ACTION ITEM:
Report how many lines in the records below hold "join", with no other output.

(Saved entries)

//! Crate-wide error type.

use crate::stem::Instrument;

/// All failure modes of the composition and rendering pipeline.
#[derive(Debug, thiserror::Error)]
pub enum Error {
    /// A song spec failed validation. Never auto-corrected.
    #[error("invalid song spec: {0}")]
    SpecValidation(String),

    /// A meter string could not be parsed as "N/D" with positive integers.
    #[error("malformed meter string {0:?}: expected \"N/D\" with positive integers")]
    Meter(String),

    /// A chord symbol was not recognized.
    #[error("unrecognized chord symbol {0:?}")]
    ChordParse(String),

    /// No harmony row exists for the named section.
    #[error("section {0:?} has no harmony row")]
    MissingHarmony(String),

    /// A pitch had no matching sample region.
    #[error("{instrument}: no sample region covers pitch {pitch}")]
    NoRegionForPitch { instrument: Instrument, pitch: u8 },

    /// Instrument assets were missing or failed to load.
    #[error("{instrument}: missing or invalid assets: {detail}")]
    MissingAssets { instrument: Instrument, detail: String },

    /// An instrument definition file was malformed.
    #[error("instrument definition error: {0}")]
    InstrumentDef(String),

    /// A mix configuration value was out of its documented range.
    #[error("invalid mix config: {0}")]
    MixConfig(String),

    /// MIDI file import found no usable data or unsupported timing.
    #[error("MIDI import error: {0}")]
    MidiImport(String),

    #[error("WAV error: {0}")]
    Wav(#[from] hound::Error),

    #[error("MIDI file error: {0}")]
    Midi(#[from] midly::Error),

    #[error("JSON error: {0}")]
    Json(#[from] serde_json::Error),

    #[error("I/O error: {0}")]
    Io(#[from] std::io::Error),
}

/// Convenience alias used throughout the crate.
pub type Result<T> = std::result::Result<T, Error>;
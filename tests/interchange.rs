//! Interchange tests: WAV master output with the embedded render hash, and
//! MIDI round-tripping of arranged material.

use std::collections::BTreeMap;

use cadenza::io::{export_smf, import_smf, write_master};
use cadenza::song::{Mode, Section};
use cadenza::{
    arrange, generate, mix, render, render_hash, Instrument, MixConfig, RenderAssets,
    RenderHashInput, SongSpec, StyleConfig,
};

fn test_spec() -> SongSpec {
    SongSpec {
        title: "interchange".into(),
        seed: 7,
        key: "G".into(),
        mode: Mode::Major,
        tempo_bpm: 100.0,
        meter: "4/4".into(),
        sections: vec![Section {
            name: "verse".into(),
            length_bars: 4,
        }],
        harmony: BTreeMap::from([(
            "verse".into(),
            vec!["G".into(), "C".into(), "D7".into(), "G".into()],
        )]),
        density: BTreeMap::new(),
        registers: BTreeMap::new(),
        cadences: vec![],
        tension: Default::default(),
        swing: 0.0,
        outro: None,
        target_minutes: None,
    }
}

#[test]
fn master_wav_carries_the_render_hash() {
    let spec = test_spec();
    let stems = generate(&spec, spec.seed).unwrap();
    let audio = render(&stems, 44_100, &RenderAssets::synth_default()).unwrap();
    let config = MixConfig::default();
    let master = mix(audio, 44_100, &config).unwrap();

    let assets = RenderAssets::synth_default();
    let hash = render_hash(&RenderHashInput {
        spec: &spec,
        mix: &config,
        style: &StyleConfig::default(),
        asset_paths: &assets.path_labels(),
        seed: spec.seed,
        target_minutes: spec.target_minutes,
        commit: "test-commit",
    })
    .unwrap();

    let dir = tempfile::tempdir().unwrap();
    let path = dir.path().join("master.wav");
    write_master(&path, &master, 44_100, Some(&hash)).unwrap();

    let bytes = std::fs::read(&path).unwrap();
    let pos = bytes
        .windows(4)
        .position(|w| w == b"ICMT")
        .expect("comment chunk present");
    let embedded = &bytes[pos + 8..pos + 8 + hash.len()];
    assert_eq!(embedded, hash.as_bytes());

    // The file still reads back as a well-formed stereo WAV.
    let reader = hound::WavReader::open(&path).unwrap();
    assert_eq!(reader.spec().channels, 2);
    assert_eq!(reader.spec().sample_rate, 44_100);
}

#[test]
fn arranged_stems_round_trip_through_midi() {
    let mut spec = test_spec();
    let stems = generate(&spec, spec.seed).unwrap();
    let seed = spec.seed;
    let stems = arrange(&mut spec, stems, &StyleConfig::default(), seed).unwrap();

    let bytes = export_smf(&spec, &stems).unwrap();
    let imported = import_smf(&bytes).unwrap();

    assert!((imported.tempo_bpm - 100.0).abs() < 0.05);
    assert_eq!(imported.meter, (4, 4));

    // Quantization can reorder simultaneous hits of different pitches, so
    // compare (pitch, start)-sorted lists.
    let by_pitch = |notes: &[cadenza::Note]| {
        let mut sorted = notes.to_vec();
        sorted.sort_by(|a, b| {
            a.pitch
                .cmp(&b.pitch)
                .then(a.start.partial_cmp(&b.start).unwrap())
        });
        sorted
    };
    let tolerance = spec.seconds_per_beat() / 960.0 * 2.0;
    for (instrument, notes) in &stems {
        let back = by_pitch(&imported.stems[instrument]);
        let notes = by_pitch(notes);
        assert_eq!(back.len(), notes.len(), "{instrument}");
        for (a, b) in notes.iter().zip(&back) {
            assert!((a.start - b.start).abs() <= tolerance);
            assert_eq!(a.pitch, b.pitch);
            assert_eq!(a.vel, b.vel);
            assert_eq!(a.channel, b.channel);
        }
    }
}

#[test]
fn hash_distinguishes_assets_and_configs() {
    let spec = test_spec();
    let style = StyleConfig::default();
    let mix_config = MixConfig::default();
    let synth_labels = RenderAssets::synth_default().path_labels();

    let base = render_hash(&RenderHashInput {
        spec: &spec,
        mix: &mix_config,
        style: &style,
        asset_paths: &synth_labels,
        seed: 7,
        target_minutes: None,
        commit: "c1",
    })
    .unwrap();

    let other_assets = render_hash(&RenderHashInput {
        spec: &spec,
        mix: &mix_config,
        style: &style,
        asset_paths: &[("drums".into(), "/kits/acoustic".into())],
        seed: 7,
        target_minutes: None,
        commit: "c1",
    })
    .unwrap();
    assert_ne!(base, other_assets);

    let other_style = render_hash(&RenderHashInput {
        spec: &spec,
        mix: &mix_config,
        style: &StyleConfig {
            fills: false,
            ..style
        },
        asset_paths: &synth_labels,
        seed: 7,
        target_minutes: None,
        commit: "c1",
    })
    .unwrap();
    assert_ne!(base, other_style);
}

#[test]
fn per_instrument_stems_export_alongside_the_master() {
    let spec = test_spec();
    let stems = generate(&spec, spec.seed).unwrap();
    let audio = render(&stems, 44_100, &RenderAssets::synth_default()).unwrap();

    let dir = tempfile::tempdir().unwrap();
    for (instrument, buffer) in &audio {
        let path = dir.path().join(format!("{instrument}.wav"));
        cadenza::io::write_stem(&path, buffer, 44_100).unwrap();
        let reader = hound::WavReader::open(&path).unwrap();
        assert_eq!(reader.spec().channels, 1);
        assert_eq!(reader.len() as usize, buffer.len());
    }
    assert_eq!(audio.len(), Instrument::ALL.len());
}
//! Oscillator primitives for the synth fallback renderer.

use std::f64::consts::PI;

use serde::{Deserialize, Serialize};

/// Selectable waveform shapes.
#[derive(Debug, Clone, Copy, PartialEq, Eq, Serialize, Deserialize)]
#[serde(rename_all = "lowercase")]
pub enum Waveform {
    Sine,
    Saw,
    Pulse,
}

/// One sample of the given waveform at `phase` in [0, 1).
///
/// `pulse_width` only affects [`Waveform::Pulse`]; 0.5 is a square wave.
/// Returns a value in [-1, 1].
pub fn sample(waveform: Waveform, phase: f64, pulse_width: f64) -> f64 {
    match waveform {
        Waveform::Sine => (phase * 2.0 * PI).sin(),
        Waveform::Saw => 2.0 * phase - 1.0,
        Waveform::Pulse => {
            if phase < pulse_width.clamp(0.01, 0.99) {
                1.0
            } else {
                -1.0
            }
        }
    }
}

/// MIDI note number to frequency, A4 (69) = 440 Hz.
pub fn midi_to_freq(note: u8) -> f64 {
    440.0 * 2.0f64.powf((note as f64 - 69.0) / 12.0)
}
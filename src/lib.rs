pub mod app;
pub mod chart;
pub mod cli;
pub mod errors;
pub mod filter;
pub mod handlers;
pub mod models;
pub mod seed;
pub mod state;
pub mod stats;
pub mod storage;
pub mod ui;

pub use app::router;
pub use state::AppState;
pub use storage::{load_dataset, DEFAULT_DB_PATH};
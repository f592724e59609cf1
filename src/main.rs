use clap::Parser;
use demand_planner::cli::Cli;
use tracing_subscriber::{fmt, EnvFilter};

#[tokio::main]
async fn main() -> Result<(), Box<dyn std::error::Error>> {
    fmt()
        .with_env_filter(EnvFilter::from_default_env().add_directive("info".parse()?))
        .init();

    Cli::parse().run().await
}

EXERCISE OUTPUT:
2